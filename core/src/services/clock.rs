//! Time source for expiry decisions.

use chrono::{DateTime, Duration, Utc};
use std::sync::RwLock;

/// Source of the current instant
pub trait Clock: Send + Sync {
    fn now(&self) -> DateTime<Utc>;
}

/// Wall clock
#[derive(Debug, Clone, Copy, Default)]
pub struct SystemClock;

impl Clock for SystemClock {
    fn now(&self) -> DateTime<Utc> {
        Utc::now()
    }
}

/// Manually driven clock for tests
#[derive(Debug)]
pub struct FixedClock {
    now: RwLock<DateTime<Utc>>,
}

impl FixedClock {
    pub fn new(now: DateTime<Utc>) -> Self {
        Self {
            now: RwLock::new(now),
        }
    }

    pub fn set(&self, now: DateTime<Utc>) {
        let mut guard = self.now.write().unwrap_or_else(|poisoned| poisoned.into_inner());
        *guard = now;
    }

    pub fn advance(&self, by: Duration) {
        let mut guard = self.now.write().unwrap_or_else(|poisoned| poisoned.into_inner());
        *guard += by;
    }
}

impl Clock for FixedClock {
    fn now(&self) -> DateTime<Utc> {
        *self.now.read().unwrap_or_else(|poisoned| poisoned.into_inner())
    }
}
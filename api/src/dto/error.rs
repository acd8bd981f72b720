use actix_web::http::StatusCode;
pub use otp_shared::types::response::ErrorResponse;

// Extension trait for ErrorResponse to add actix-web specific methods
pub trait ErrorResponseExt {
    fn to_response(&self, status: StatusCode) -> actix_web::HttpResponse;
}

impl ErrorResponseExt for ErrorResponse {
    fn to_response(&self, status: StatusCode) -> actix_web::HttpResponse {
        actix_web::HttpResponse::build(status).json(self)
    }
}
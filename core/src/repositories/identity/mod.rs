pub mod r#trait {
    pub use super::trait_::*;
}
#[path = "trait.rs"]
mod trait_;
pub mod mock;

pub use mock::MockIdentityRepository;
pub use r#trait::IdentityRepository;

#[cfg(test)]
mod tests;
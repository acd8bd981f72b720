//! MySQL implementation of the IdentityRepository trait.

use async_trait::async_trait;
use sqlx::MySqlPool;
use tracing::Span;

use otp_core::domain::entities::UserKey;
use otp_core::errors::{DomainError, DomainResult};
use otp_core::repositories::IdentityRepository;

/// Resolves public user ids against the `users` table
pub struct MySqlIdentityRepository {
    /// Database connection pool
    pool: MySqlPool,
    span: Span,
}

impl MySqlIdentityRepository {
    pub fn new(pool: MySqlPool, span: Span) -> Self {
        Self { pool, span }
    }
}

#[async_trait]
impl IdentityRepository for MySqlIdentityRepository {
    async fn resolve(&self, public_id: &str) -> DomainResult<UserKey> {
        let key: Option<u64> = sqlx::query_scalar("SELECT id FROM users WHERE uuid = ?")
            .bind(public_id)
            .fetch_optional(&self.pool)
            .await
            .map_err(|e| {
                tracing::error!(
                    parent: &self.span,
                    user_id = public_id,
                    error = %e,
                    event = "identity_lookup_failed",
                    "Failed to query users table"
                );
                DomainError::store("resolve identity", e)
            })?;

        key.map(UserKey::new).ok_or(DomainError::IdentityNotFound)
    }
}
mod mock_tests;
//! Application state and factory
//!
//! This module holds the shared application state and provides the factory
//! for creating the Actix-web application.

use actix_web::{
    body::MessageBody,
    dev::{ServiceFactory, ServiceRequest, ServiceResponse},
    error::{InternalError, JsonPayloadError},
    http::StatusCode,
    web, App, Error, HttpMessage, HttpRequest, HttpResponse,
};
use std::sync::Arc;
use std::time::Duration;
use tracing_actix_web::TracingLogger;

use otp_core::repositories::{IdentityRepository, OtpLedgerRepository};
use otp_core::services::{OtpGenerator, OtpService};
use otp_shared::config::ServerConfig;

use crate::dto::{ErrorResponse, ErrorResponseExt};
use crate::middleware::{RequestId, RequestIdMiddleware, REQUEST_ID_HEADER};
use crate::routes::{
    health::{health_check, ping},
    otp::{request_otp::request_otp, validate_otp::validate_otp},
};

/// Application state that holds shared services
pub struct AppState<I, L, G>
where
    I: IdentityRepository,
    L: OtpLedgerRepository,
    G: OtpGenerator,
{
    pub otp_service: Arc<OtpService<I, L, G>>,
    /// Deadline applied to every OTP service call
    pub request_timeout: Duration,
    /// Largest accepted JSON body in bytes
    pub max_payload_size: usize,
}

impl<I, L, G> AppState<I, L, G>
where
    I: IdentityRepository,
    L: OtpLedgerRepository,
    G: OtpGenerator,
{
    pub fn new(otp_service: Arc<OtpService<I, L, G>>, server: &ServerConfig) -> Self {
        Self {
            otp_service,
            request_timeout: Duration::from_secs(server.request_timeout),
            max_payload_size: server.max_payload_size,
        }
    }
}

/// Create and configure the application with all dependencies
pub fn create_app<I, L, G>(
    app_state: web::Data<AppState<I, L, G>>,
) -> App<
    impl ServiceFactory<
        ServiceRequest,
        Config = (),
        Response = ServiceResponse<impl MessageBody>,
        Error = Error,
        InitError = (),
    >,
>
where
    I: IdentityRepository + 'static,
    L: OtpLedgerRepository + 'static,
    G: OtpGenerator + 'static,
{
    let json_config = web::JsonConfig::default()
        .limit(app_state.max_payload_size)
        .error_handler(json_error_handler);

    App::new()
        // Add application state
        .app_data(app_state)
        .app_data(json_config)
        // Middleware (last wrapped runs first: the request id exists before logging)
        .wrap(TracingLogger::default())
        .wrap(RequestIdMiddleware)
        // Liveness and health
        .route("/ping", web::get().to(ping))
        .route("/health", web::get().to(health_check))
        // OTP routes
        .service(
            web::scope("/otp")
                .route("/request", web::post().to(request_otp::<I, L, G>))
                .route("/validate", web::post().to(validate_otp::<I, L, G>)),
        )
        // Default 404 handler
        .default_service(web::route().to(not_found))
}

/// Malformed or oversized JSON bodies become `400 bad_request`
fn json_error_handler(err: JsonPayloadError, req: &HttpRequest) -> Error {
    let request_id = req
        .extensions()
        .get::<RequestId>()
        .map(|id| id.to_string())
        .or_else(|| {
            req.headers()
                .get(REQUEST_ID_HEADER)
                .and_then(|v| v.to_str().ok())
                .map(str::to_string)
        });

    tracing::debug!(error = %err, request_id = ?request_id, "Rejected request body");

    let mut body = ErrorResponse::new("bad_request", format!("Invalid request body: {}", err));
    if let Some(request_id) = request_id {
        body = body.with_request_id(request_id);
    }

    InternalError::from_response(err, body.to_response(StatusCode::BAD_REQUEST)).into()
}

async fn not_found(request_id: RequestId) -> HttpResponse {
    ErrorResponse::new("not_found", "The requested resource was not found")
        .with_request_id(request_id.as_str())
        .to_response(StatusCode::NOT_FOUND)
}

» **Task description**
Repeat the data in its entirety, character for character.

» **Written reply**
filename core/src/services/clock.rs
//! Time source for expiry decisions.

use chrono::{DateTime, Duration, Utc};
use std::sync::RwLock;

/// Source of the current instant
pub trait Clock: Send + Sync {
    fn now(&self) -> DateTime<Utc>;
}

/// Wall clock
#[derive(Debug, Clone, Copy, Default)]
pub struct SystemClock;

impl Clock for SystemClock {
    fn now(&self) -> DateTime<Utc> {
        Utc::now()
    }
}

/// Manually driven clock for tests
#[derive(Debug)]
pub struct FixedClock {
    now: RwLock<DateTime<Utc>>,
}

impl FixedClock {
    pub fn new(now: DateTime<Utc>) -> Self {
        Self {
            now: RwLock::new(now),
        }
    }

    pub fn set(&self, now: DateTime<Utc>) {
        let mut guard = self.now.write().unwrap_or_else(|poisoned| poisoned.into_inner());
        *guard = now;
    }

    pub fn advance(&self, by: Duration) {
        let mut guard = self.now.write().unwrap_or_else(|poisoned| poisoned.into_inner());
        *guard += by;
    }
}

impl Clock for FixedClock {
    fn now(&self) -> DateTime<Utc> {
        *self.now.read().unwrap_or_else(|poisoned| poisoned.into_inner())
    }
}
filename api/src/dto/error.rs
repository acd8bd981f72b720
use actix_web::http::StatusCode;
pub use otp_shared::types::response::ErrorResponse;

// Extension trait for ErrorResponse to add actix-web specific methods
pub trait ErrorResponseExt {
    fn to_response(&self, status: StatusCode) -> actix_web::HttpResponse;
}

impl ErrorResponseExt for ErrorResponse {
    fn to_response(&self, status: StatusCode) -> actix_web::HttpResponse {
        actix_web::HttpResponse::build(status).json(self)
    }
}
filename core/src/repositories/identity/mod.rs
pub mod r#trait {
    pub use super::trait_::*;
}
#[path = "trait.rs"]
mod trait_;
pub mod mock;

pub use mock::MockIdentityRepository;
pub use r#trait::IdentityRepository;

#[cfg(test)]
mod tests;
repository acd8bd981f72b720
//! MySQL implementation of the IdentityRepository trait.

use async_trait::async_trait;
use sqlx::MySqlPool;
use tracing::Span;

use otp_core::domain::entities::UserKey;
use otp_core::errors::{DomainError, DomainResult};
use otp_core::repositories::IdentityRepository;

/// Resolves public user ids against the `users` table
pub struct MySqlIdentityRepository {
    /// Database connection pool
    pool: MySqlPool,
    span: Span,
}

impl MySqlIdentityRepository {
    pub fn new(pool: MySqlPool, span: Span) -> Self {
        Self { pool, span }
    }
}

#[async_trait]
impl IdentityRepository for MySqlIdentityRepository {
    async fn resolve(&self, public_id: &str) -> DomainResult<UserKey> {
        let key: Option<u64> = sqlx::query_scalar("SELECT id FROM users WHERE uuid = ?")
            .bind(public_id)
            .fetch_optional(&self.pool)
            .await
            .map_err(|e| {
                tracing::error!(
                    parent: &self.span,
                    user_id = public_id,
                    error = %e,
                    event = "identity_lookup_failed",
                    "Failed to query users table"
                );
                DomainError::store("resolve identity", e)
            })?;

        key.map(UserKey::new).ok_or(DomainError::IdentityNotFound)
    }
}
mod mock_tests;
//! Application state and factory
//!
//! This module holds the shared application state and provides the factory
//! for creating the Actix-web application.

use actix_web::{
    body::MessageBody,
    dev::{ServiceFactory, ServiceRequest, ServiceResponse},
    error::{InternalError, JsonPayloadError},
    http::StatusCode,
    web, App, Error, HttpMessage, HttpRequest, HttpResponse,
};
use std::sync::Arc;
use std::time::Duration;
use tracing_actix_web::TracingLogger;

use otp_core::repositories::{IdentityRepository, OtpLedgerRepository};
use otp_core::services::{OtpGenerator, OtpService};
use otp_shared::config::ServerConfig;

use crate::dto::{ErrorResponse, ErrorResponseExt};
use crate::middleware::{RequestId, RequestIdMiddleware, REQUEST_ID_HEADER};
use crate::routes::{
    health::{health_check, ping},
    otp::{request_otp::request_otp, validate_otp::validate_otp},
};

/// Application state that holds shared services
pub struct AppState<I, L, G>
where
    I: IdentityRepository,
    L: OtpLedgerRepository,
    G: OtpGenerator,
{
    pub otp_service: Arc<OtpService<I, L, G>>,
    /// Deadline applied to every OTP service call
    pub request_timeout: Duration,
    /// Largest accepted JSON body in bytes
    pub max_payload_size: usize,
}

impl<I, L, G> AppState<I, L, G>
where
    I: IdentityRepository,
    L: OtpLedgerRepository,
    G: OtpGenerator,
{
    pub fn new(otp_service: Arc<OtpService<I, L, G>>, server: &ServerConfig) -> Self {
        Self {
            otp_service,
            request_timeout: Duration::from_secs(server.request_timeout),
            max_payload_size: server.max_payload_size,
        }
    }
}

/// Create and configure the application with all dependencies
pub fn create_app<I, L, G>(
    app_state: web::Data<AppState<I, L, G>>,
) -> App<
    impl ServiceFactory<
        ServiceRequest,
        Config = (),
        Response = ServiceResponse<impl MessageBody>,
        Error = Error,
        InitError = (),
    >,
>
where
    I: IdentityRepository + 'static,
    L: OtpLedgerRepository + 'static,
    G: OtpGenerator + 'static,
{
    let json_config = web::JsonConfig::default()
        .limit(app_state.max_payload_size)
        .error_handler(json_error_handler);

    App::new()
        // Add application state
        .app_data(app_state)
        .app_data(json_config)
        // Middleware (last wrapped runs first: the request id exists before logging)
        .wrap(TracingLogger::default())
        .wrap(RequestIdMiddleware)
        // Liveness and health
        .route("/ping", web::get().to(ping))
        .route("/health", web::get().to(health_check))
        // OTP routes
        .service(
            web::scope("/otp")
                .route("/request", web::post().to(request_otp::<I, L, G>))
                .route("/validate", web::post().to(validate_otp::<I, L, G>)),
        )
        // Default 404 handler
        .default_service(web::route().to(not_found))
}

/// Malformed or oversized JSON bodies become `400 bad_request`
fn json_error_handler(err: JsonPayloadError, req: &HttpRequest) -> Error {
    let request_id = req
        .extensions()
        .get::<RequestId>()
        .map(|id| id.to_string())
        .or_else(|| {
            req.headers()
                .get(REQUEST_ID_HEADER)
                .and_then(|v| v.to_str().ok())
                .map(str::to_string)
        });

    tracing::debug!(error = %err, request_id = ?request_id, "Rejected request body");

    let mut body = ErrorResponse::new("bad_request", format!("Invalid request body: {}", err));
    if let Some(request_id) = request_id {
        body = body.with_request_id(request_id);
    }

    InternalError::from_response(err, body.to_response(StatusCode::BAD_REQUEST)).into()
}

async fn not_found(request_id: RequestId) -> HttpResponse {
    ErrorResponse::new("not_found", "The requested resource was not found")
        .with_request_id(request_id.as_str())
        .to_response(StatusCode::NOT_FOUND)
}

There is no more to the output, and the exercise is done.